===== PROVIDED DATA
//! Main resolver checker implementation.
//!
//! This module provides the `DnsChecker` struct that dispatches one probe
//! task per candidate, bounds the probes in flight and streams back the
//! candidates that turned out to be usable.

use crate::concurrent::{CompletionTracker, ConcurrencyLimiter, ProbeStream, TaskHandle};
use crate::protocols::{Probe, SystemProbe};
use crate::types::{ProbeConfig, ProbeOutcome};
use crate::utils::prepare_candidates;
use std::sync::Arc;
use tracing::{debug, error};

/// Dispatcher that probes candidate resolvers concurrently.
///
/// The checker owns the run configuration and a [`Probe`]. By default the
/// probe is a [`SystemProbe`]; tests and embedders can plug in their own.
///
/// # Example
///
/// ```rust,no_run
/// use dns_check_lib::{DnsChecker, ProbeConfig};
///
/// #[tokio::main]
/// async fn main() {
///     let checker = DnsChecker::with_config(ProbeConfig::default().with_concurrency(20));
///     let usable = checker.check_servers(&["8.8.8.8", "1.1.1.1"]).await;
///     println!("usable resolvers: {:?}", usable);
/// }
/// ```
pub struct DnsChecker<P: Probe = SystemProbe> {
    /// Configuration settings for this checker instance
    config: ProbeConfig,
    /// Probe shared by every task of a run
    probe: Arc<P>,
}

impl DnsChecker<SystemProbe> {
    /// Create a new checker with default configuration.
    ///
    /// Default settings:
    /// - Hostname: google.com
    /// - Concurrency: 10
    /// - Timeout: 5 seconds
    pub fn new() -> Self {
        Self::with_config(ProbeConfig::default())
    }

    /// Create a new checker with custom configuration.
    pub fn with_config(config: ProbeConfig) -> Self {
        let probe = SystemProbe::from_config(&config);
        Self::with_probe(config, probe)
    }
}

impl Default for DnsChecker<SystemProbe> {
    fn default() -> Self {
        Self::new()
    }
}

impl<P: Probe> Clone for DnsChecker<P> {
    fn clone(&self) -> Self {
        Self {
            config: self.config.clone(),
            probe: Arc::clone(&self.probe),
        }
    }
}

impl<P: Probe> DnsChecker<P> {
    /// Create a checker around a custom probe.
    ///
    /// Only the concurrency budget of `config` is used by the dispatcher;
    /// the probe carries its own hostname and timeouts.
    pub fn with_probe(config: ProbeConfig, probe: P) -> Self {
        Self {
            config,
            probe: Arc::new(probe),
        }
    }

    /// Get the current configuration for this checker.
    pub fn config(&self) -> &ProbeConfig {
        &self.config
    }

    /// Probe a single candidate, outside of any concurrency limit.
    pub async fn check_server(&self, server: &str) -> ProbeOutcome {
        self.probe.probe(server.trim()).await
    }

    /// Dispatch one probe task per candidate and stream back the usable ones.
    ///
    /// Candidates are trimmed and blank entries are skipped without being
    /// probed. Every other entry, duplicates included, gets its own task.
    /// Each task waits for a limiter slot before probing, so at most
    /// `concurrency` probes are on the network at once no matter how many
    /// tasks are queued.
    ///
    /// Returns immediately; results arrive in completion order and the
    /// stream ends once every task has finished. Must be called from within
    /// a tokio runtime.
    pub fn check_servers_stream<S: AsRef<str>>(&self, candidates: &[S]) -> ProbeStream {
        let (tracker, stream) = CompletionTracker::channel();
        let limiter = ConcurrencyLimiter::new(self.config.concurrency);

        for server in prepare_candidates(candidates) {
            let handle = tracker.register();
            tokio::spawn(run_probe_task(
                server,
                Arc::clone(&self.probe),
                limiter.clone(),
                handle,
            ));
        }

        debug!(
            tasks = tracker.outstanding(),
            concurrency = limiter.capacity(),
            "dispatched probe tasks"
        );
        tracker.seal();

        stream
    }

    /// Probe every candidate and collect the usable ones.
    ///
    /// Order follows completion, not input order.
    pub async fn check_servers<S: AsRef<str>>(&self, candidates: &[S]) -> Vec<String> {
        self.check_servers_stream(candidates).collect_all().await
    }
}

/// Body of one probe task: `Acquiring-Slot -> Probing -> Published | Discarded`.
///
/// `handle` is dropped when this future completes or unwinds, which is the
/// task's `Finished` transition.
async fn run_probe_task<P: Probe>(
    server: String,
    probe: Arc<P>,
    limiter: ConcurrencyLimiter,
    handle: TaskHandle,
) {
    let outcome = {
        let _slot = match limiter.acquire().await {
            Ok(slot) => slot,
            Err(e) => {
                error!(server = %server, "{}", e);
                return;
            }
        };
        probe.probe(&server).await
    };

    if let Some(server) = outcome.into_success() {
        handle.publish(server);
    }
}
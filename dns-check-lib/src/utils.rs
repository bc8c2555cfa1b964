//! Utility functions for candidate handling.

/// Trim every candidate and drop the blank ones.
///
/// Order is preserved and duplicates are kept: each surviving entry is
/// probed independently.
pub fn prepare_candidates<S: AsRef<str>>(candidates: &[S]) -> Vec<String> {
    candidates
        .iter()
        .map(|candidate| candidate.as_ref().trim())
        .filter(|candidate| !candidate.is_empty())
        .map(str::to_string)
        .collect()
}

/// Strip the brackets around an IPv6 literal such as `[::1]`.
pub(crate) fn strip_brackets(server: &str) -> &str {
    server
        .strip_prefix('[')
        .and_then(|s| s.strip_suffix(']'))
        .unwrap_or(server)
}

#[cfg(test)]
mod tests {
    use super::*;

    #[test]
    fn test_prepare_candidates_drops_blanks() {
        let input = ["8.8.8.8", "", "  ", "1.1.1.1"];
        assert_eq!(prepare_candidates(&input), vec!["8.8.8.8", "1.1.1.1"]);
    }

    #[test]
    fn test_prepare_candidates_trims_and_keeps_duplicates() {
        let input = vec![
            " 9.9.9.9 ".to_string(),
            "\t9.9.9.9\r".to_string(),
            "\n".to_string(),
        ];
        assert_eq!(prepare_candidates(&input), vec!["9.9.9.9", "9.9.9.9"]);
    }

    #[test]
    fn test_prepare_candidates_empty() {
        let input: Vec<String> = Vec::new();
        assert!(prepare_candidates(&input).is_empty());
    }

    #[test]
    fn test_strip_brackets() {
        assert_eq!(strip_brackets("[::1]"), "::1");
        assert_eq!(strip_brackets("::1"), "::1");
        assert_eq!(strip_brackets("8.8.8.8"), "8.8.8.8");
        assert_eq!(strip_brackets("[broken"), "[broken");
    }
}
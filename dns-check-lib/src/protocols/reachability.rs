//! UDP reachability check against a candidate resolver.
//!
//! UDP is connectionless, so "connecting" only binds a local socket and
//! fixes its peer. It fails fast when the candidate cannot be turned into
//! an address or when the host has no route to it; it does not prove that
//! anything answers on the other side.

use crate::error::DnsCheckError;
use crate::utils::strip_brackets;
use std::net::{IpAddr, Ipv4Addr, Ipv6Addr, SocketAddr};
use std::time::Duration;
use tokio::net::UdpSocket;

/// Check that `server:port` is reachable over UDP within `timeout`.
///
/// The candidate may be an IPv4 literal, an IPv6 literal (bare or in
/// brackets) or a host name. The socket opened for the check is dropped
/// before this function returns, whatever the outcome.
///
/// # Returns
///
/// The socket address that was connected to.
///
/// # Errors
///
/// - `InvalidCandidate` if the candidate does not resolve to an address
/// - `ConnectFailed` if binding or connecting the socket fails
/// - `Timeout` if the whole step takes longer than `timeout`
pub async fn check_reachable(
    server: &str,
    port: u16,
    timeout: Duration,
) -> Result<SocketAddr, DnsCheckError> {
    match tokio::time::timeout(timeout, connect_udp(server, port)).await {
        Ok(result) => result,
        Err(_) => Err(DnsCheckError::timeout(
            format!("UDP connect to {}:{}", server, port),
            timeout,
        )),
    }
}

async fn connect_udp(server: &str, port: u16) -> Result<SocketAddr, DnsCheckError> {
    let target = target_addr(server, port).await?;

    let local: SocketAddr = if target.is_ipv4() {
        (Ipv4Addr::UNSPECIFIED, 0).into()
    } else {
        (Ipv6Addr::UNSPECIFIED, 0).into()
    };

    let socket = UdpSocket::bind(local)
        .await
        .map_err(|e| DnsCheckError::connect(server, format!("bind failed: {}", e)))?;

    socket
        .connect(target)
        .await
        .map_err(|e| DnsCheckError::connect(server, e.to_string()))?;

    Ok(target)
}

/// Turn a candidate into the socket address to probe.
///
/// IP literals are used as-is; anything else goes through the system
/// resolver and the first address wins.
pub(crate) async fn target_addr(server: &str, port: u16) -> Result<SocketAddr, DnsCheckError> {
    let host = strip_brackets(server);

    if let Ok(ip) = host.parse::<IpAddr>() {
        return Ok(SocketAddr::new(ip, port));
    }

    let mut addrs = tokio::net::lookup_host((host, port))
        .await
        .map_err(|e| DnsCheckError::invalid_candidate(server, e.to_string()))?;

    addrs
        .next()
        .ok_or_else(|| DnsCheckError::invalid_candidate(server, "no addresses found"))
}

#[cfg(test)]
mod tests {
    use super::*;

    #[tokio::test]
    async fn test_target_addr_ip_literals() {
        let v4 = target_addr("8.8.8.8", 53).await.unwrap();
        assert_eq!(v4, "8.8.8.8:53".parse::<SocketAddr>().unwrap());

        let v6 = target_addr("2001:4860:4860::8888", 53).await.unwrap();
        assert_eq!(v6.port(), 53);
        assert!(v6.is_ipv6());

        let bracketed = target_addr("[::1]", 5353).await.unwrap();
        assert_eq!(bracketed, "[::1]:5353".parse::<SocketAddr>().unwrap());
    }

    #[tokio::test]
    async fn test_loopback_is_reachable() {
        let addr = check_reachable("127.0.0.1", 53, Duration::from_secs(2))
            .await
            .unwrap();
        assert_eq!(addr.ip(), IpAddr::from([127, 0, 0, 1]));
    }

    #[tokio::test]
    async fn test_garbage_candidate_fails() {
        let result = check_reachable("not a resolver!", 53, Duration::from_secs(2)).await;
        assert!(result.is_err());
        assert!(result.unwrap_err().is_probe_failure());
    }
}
==========
===== PROVIDED DATA
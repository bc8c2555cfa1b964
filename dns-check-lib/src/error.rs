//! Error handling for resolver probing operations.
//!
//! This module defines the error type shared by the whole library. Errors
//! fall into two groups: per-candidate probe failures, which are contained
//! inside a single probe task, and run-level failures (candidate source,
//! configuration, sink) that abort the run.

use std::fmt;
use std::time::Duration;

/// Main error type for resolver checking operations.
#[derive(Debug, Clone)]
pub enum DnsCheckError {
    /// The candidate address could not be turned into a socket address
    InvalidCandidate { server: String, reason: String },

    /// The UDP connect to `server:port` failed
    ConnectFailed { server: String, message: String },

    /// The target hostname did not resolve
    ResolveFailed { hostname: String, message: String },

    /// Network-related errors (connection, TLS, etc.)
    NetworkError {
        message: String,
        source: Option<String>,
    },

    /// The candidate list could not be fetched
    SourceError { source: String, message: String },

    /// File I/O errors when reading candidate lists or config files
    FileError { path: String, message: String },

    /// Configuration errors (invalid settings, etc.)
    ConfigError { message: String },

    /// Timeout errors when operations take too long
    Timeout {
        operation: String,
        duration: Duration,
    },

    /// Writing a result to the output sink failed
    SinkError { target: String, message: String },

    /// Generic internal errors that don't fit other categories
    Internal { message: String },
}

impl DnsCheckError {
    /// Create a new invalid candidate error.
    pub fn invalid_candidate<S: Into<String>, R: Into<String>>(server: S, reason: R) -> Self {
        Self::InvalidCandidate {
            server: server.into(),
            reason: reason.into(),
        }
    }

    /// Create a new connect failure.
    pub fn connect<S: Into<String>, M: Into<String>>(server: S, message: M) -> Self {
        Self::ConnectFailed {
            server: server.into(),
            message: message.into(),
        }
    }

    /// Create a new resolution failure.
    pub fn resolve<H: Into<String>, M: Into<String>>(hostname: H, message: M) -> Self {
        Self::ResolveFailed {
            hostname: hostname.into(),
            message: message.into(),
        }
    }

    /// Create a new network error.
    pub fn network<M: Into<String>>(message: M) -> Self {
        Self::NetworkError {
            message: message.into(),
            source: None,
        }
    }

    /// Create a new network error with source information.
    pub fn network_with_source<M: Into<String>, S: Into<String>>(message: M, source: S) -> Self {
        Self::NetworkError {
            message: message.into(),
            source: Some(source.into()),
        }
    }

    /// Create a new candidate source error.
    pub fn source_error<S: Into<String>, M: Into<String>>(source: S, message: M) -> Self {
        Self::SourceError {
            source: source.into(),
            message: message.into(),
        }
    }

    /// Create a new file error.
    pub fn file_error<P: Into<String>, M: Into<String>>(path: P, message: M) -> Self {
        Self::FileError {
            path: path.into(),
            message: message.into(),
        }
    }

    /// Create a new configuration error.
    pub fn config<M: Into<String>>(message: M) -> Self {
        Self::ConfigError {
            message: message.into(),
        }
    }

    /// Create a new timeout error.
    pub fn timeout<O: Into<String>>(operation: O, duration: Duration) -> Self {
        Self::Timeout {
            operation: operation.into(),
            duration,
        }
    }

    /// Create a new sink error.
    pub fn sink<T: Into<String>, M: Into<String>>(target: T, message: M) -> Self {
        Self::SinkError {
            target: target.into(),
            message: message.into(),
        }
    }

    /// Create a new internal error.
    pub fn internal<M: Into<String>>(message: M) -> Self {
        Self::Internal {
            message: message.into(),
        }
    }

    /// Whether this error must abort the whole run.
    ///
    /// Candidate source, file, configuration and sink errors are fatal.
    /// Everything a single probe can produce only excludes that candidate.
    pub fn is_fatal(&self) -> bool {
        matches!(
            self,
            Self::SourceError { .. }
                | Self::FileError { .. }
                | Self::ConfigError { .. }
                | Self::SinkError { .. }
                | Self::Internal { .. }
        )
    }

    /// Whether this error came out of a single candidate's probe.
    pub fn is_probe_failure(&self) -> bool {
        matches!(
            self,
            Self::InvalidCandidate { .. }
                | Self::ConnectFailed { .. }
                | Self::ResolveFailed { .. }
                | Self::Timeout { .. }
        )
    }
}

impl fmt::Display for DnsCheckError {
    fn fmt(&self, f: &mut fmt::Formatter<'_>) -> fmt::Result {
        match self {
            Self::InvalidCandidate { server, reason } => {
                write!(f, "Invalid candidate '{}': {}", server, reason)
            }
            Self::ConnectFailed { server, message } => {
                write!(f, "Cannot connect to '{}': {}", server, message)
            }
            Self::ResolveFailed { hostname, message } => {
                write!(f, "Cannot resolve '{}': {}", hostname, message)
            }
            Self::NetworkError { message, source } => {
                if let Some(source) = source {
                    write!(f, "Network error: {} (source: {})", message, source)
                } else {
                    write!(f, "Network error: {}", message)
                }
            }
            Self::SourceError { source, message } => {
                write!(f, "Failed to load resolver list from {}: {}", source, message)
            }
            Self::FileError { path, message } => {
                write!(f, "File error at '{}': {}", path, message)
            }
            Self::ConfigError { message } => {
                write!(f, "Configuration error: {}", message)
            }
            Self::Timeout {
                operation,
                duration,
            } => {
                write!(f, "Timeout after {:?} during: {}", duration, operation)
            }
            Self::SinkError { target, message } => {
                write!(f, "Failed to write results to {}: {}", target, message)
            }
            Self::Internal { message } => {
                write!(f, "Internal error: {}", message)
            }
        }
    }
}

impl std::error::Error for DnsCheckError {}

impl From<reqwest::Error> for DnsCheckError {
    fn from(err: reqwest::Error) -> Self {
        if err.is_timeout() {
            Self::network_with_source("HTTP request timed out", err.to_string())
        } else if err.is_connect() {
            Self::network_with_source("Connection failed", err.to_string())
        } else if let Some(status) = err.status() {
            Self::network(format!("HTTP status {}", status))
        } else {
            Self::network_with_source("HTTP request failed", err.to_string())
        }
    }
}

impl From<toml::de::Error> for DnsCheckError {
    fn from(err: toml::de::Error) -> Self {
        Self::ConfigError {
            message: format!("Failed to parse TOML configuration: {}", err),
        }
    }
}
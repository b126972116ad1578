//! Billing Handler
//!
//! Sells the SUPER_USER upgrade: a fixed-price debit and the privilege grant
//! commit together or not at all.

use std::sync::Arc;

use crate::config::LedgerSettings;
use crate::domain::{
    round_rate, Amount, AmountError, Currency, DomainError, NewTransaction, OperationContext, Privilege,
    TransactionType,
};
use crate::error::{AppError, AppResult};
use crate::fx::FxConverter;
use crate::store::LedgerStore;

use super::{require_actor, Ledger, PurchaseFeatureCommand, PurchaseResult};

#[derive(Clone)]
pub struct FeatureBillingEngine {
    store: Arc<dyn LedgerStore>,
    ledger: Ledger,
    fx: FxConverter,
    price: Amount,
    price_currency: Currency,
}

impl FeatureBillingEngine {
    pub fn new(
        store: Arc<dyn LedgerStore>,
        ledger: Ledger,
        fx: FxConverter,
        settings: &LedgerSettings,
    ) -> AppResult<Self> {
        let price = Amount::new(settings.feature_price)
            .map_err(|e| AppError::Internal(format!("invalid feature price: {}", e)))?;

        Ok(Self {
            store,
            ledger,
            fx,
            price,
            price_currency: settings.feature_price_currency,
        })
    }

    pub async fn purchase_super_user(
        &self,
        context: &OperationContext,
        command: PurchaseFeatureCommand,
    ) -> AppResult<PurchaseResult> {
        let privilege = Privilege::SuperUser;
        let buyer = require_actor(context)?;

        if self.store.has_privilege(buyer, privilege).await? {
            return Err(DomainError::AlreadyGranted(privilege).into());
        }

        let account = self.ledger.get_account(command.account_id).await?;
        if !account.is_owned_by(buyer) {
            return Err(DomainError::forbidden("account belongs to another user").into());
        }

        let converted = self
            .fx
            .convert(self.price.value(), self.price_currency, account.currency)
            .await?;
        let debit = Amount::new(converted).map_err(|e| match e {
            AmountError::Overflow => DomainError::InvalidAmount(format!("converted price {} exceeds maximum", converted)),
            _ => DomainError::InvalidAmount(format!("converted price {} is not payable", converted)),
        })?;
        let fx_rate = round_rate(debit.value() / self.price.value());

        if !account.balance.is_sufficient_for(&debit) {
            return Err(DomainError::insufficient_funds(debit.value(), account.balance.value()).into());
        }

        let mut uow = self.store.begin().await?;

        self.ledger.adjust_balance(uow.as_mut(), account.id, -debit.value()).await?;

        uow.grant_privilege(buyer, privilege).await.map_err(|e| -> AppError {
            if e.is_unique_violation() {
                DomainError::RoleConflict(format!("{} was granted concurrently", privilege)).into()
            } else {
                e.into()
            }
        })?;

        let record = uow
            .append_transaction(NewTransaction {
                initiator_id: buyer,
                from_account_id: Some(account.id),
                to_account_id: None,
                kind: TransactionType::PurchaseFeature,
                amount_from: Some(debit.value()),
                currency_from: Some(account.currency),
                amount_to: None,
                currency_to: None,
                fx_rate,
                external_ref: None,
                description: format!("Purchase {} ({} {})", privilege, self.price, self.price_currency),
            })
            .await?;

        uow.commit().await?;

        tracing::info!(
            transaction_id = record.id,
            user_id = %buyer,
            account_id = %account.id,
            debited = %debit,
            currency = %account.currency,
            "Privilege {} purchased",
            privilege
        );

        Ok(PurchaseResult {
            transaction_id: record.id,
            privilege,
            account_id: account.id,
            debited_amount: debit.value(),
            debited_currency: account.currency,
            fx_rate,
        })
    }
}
==========
◆ EXERCISE DESCRIPTION
Your task for the entries above: copy exactly the span starting with the line with "a candidate resolver." and going on through the line with "the other side.", both lines included, and nothing else.

◆ PROBLEM SOLUTION
//! UDP reachability check against a candidate resolver.
//!
//! UDP is connectionless, so "connecting" only binds a local socket and
//! fixes its peer. It fails fast when the candidate cannot be turned into
//! an address or when the host has no route to it; it does not prove that
//! anything answers on the other side.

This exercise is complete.